Work to be completed:
Copy, word for word, each line of the data below from the first through the line containing "pub enum Mood", and stop there.

Provided records:
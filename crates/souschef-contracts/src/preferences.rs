//! Preference collector: the structured inputs of the three flows and their
//! completeness checks.

use indexmap::IndexSet;

use crate::errors::FieldError;

#[derive(Debug, Clone, Copy, PartialEq, Eq, Hash)]
pub enum Mood {
    Cozy,
    Adventurous,
    Energized,
    Romantic,
    Lazy,
    Healthy,
    Celebratory,
    Nostalgic,
}

impl Mood {
    pub const ALL: [Mood; 8] = [
        Mood::Cozy,
        Mood::Adventurous,
        Mood::Energized,
        Mood::Romantic,
        Mood::Lazy,
        Mood::Healthy,
        Mood::Celebratory,
        Mood::Nostalgic,
    ];

    /// 1-based position in the mood picker.
    pub fn number(self) -> u8 {
        Self::ALL
            .iter()
            .position(|mood| *mood == self)
            .map(|idx| idx as u8 + 1)
            .unwrap_or(1)
    }

    pub fn from_number(number: u8) -> Option<Self> {
        let idx = usize::from(number).checked_sub(1)?;
        Self::ALL.get(idx).copied()
    }

    pub fn label(self) -> &'static str {
        match self {
            Mood::Cozy => "Cozy",
            Mood::Adventurous => "Adventurous",
            Mood::Energized => "Energized",
            Mood::Romantic => "Romantic",
            Mood::Lazy => "Lazy",
            Mood::Healthy => "Healthy",
            Mood::Celebratory => "Celebratory",
            Mood::Nostalgic => "Nostalgic",
        }
    }

    /// Accepts either the picker number or the label (case-insensitive).
    pub fn parse(raw: &str) -> Result<Self, FieldError> {
        let trimmed = raw.trim();
        if let Ok(number) = trimmed.parse::<u8>() {
            return Self::from_number(number).ok_or_else(|| {
                FieldError::new("mood", format!("mood number must be 1-8, got {number}"))
            });
        }
        Self::ALL
            .iter()
            .copied()
            .find(|mood| mood.label().eq_ignore_ascii_case(trimmed))
            .ok_or_else(|| FieldError::new("mood", format!("unknown mood '{trimmed}'")))
    }
}

#[derive(Debug, Clone, Copy, PartialEq, Eq, Hash, Default)]
pub enum TimeBudget {
    Quick,
    #[default]
    HalfHour,
    Hour,
    Leisurely,
}

impl TimeBudget {
    pub const ALL: [TimeBudget; 4] = [
        TimeBudget::Quick,
        TimeBudget::HalfHour,
        TimeBudget::Hour,
        TimeBudget::Leisurely,
    ];

    pub fn label(self) -> &'static str {
        match self {
            TimeBudget::Quick => "15 minutes",
            TimeBudget::HalfHour => "30 minutes",
            TimeBudget::Hour => "1 hour",
            TimeBudget::Leisurely => "more than 1 hour",
        }
    }

    pub fn parse(raw: &str) -> Result<Self, FieldError> {
        match raw.trim().to_ascii_lowercase().as_str() {
            "15" | "15m" | "quick" => Ok(TimeBudget::Quick),
            "30" | "30m" | "half-hour" => Ok(TimeBudget::HalfHour),
            "60" | "60m" | "1h" | "hour" => Ok(TimeBudget::Hour),
            "90" | "90m" | "long" | "leisurely" => Ok(TimeBudget::Leisurely),
            other => Err(FieldError::new(
                "time",
                format!("unknown time budget '{other}' (use 15, 30, 60 or long)"),
            )),
        }
    }
}

/// Fixed checklist vocabulary offered by the ingredient picker.
pub const CHECKLIST_VOCABULARY: &[&str] = &[
    "Chicken",
    "Beef",
    "Pork",
    "Fish",
    "Shrimp",
    "Tofu",
    "Eggs",
    "Milk",
    "Cheese",
    "Butter",
    "Rice",
    "Pasta",
    "Bread",
    "Potatoes",
    "Tomatoes",
    "Onions",
    "Garlic",
    "Spinach",
    "Carrots",
    "Bell Peppers",
    "Mushrooms",
    "Broccoli",
    "Beans",
    "Lentils",
];

/// Inline photo of the pantry, already encoded for upload.
#[derive(Debug, Clone, PartialEq, Eq)]
pub struct ImagePayload {
    pub mime_type: String,
    pub base64_data: String,
}

impl ImagePayload {
    pub fn is_empty(&self) -> bool {
        self.base64_data.trim().is_empty()
    }
}

#[derive(Debug, Clone, PartialEq, Eq)]
pub struct PreferenceInput {
    pub mood: Mood,
    pub time_budget: TimeBudget,
    pub checklist: IndexSet<String>,
    pub free_text: String,
    pub disliked: String,
    pub image: Option<ImagePayload>,
}

impl PreferenceInput {
    pub fn new(mood: Mood, time_budget: TimeBudget) -> Self {
        Self {
            mood,
            time_budget,
            checklist: IndexSet::new(),
            free_text: String::new(),
            disliked: String::new(),
            image: None,
        }
    }

    /// Replaces the checklist; every item must come from the vocabulary and
    /// is stored with the vocabulary's spelling.
    pub fn set_checklist<I, S>(&mut self, items: I) -> Result<(), FieldError>
    where
        I: IntoIterator<Item = S>,
        S: AsRef<str>,
    {
        let mut checklist = IndexSet::new();
        for item in items {
            let wanted = item.as_ref().trim();
            if wanted.is_empty() {
                continue;
            }
            let Some(canonical) = CHECKLIST_VOCABULARY
                .iter()
                .find(|known| known.eq_ignore_ascii_case(wanted))
            else {
                return Err(FieldError::new(
                    "checklist",
                    format!("'{wanted}' is not one of the checklist ingredients"),
                ));
            };
            checklist.insert((*canonical).to_string());
        }
        self.checklist = checklist;
        Ok(())
    }

    pub fn free_text_items(&self) -> Vec<String> {
        parse_list(&self.free_text)
    }

    pub fn disliked_items(&self) -> Vec<String> {
        parse_list(&self.disliked)
    }

    /// Checklist plus free-text ingredients, de-duplicated case-insensitively.
    pub fn available_ingredients(&self) -> Vec<String> {
        let mut seen = IndexSet::new();
        let mut out = Vec::new();
        for item in self
            .checklist
            .iter()
            .cloned()
            .chain(self.free_text_items())
        {
            if seen.insert(item.to_lowercase()) {
                out.push(item);
            }
        }
        out
    }

    pub fn has_image(&self) -> bool {
        self.image.as_ref().map(|image| !image.is_empty()).unwrap_or(false)
    }

    pub fn validate(&self) -> Result<(), FieldError> {
        if self.checklist.is_empty() && self.free_text_items().is_empty() && !self.has_image() {
            return Err(FieldError::new(
                "ingredients",
                "pick at least one ingredient, type some in, or attach a photo",
            ));
        }
        Ok(())
    }
}

#[derive(Debug, Clone, PartialEq, Eq)]
pub struct PlanPreferences {
    pub dietary_needs: String,
    pub preferences: String,
    pub days: u8,
    pub servings: u8,
}

impl Default for PlanPreferences {
    fn default() -> Self {
        Self {
            dietary_needs: String::new(),
            preferences: String::new(),
            days: 7,
            servings: 2,
        }
    }
}

impl PlanPreferences {
    pub fn dietary_items(&self) -> Vec<String> {
        parse_list(&self.dietary_needs)
    }

    /// Text embedded for the recipe vector search.
    pub fn search_text(&self) -> String {
        let mut parts = self.dietary_items();
        let preferences = self.preferences.trim();
        if !preferences.is_empty() {
            parts.push(preferences.to_string());
        }
        parts.join(". ")
    }

    pub fn validate(&self) -> Result<(), FieldError> {
        if self.dietary_items().is_empty() && self.preferences.trim().is_empty() {
            return Err(FieldError::new(
                "preferences",
                "describe your dietary needs or what you would like to eat",
            ));
        }
        if !(1..=7).contains(&self.days) {
            return Err(FieldError::new("days", "a plan covers 1 to 7 days"));
        }
        if !(1..=12).contains(&self.servings) {
            return Err(FieldError::new("servings", "servings must be between 1 and 12"));
        }
        Ok(())
    }
}

#[derive(Debug, Clone, PartialEq, Eq, Default)]
pub struct PassportRequest {
    pub destination: String,
    pub dietary_needs: String,
    pub language: Option<String>,
}

impl PassportRequest {
    pub fn dietary_items(&self) -> Vec<String> {
        parse_list(&self.dietary_needs)
    }

    pub fn validate(&self) -> Result<(), FieldError> {
        if self.destination.trim().is_empty() {
            return Err(FieldError::new("destination", "where are you travelling?"));
        }
        Ok(())
    }
}

/// Splits a comma separated form field, trimming and dropping blanks.
pub fn parse_list(raw: &str) -> Vec<String> {
    raw.split(',')
        .map(str::trim)
        .filter(|value| !value.is_empty())
        .map(str::to_string)
        .collect()
}

#[cfg(test)]
mod tests {
    use super::*;

    #[test]
    fn empty_submission_is_blocked_with_field_error() {
        let input = PreferenceInput::new(Mood::Cozy, TimeBudget::HalfHour);
        let err = input.validate().err().unwrap_or_else(|| FieldError::new("none", ""));
        assert_eq!(err.field, "ingredients");
    }

    #[test]
    fn whitespace_only_free_text_does_not_count() {
        let mut input = PreferenceInput::new(Mood::Lazy, TimeBudget::Quick);
        input.free_text = " , ,  ".to_string();
        input.image = Some(ImagePayload {
            mime_type: "image/jpeg".to_string(),
            base64_data: "  ".to_string(),
        });
        assert!(input.validate().is_err());
    }

    #[test]
    fn any_single_ingredient_source_is_enough() -> anyhow::Result<()> {
        let mut checklist = PreferenceInput::new(Mood::Cozy, TimeBudget::HalfHour);
        checklist.set_checklist(["rice"])?;
        assert!(checklist.validate().is_ok());
        assert_eq!(checklist.checklist.iter().next().map(String::as_str), Some("Rice"));

        let mut typed = PreferenceInput::new(Mood::Cozy, TimeBudget::HalfHour);
        typed.free_text = "leeks, feta".to_string();
        assert!(typed.validate().is_ok());

        let mut photo = PreferenceInput::new(Mood::Cozy, TimeBudget::HalfHour);
        photo.image = Some(ImagePayload {
            mime_type: "image/jpeg".to_string(),
            base64_data: "aGVsbG8=".to_string(),
        });
        assert!(photo.validate().is_ok());
        Ok(())
    }

    #[test]
    fn checklist_rejects_items_outside_vocabulary() {
        let mut input = PreferenceInput::new(Mood::Cozy, TimeBudget::HalfHour);
        let err = input.set_checklist(["Rice", "Unobtainium"]).err();
        assert_eq!(err.map(|err| err.field), Some("checklist"));
        assert!(input.checklist.is_empty());
    }

    #[test]
    fn mood_parses_number_and_label() -> anyhow::Result<()> {
        assert_eq!(Mood::parse("1")?, Mood::Cozy);
        assert_eq!(Mood::parse("nostalgic")?, Mood::Nostalgic);
        assert_eq!(Mood::Nostalgic.number(), 8);
        assert!(Mood::parse("9").is_err());
        assert!(Mood::parse("0").is_err());
        Ok(())
    }

    #[test]
    fn available_ingredients_merge_sources_without_duplicates() -> anyhow::Result<()> {
        let mut input = PreferenceInput::new(Mood::Healthy, TimeBudget::Hour);
        input.set_checklist(["Rice", "Spinach"])?;
        input.free_text = "spinach, chickpeas".to_string();
        assert_eq!(
            input.available_ingredients(),
            vec!["Rice".to_string(), "Spinach".to_string(), "chickpeas".to_string()]
        );
        Ok(())
    }

    #[test]
    fn plan_preferences_need_some_signal_and_sane_ranges() {
        let mut plan = PlanPreferences::default();
        assert_eq!(plan.validate().err().map(|err| err.field), Some("preferences"));
        plan.dietary_needs = "vegetarian, no nuts".to_string();
        assert!(plan.validate().is_ok());
        assert_eq!(plan.search_text(), "vegetarian. no nuts");
        plan.days = 9;
        assert_eq!(plan.validate().err().map(|err| err.field), Some("days"));
    }

    #[test]
    fn passport_requires_destination() {
        let request = PassportRequest {
            destination: "  ".to_string(),
            ..PassportRequest::default()
        };
        assert_eq!(request.validate().err().map(|err| err.field), Some("destination"));
    }
}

Exercise solution:
filename crates/souschef-contracts/src/preferences.rs
//! Preference collector: the structured inputs of the three flows and their
//! completeness checks.

use indexmap::IndexSet;

use crate::errors::FieldError;

#[derive(Debug, Clone, Copy, PartialEq, Eq, Hash)]
pub enum Mood {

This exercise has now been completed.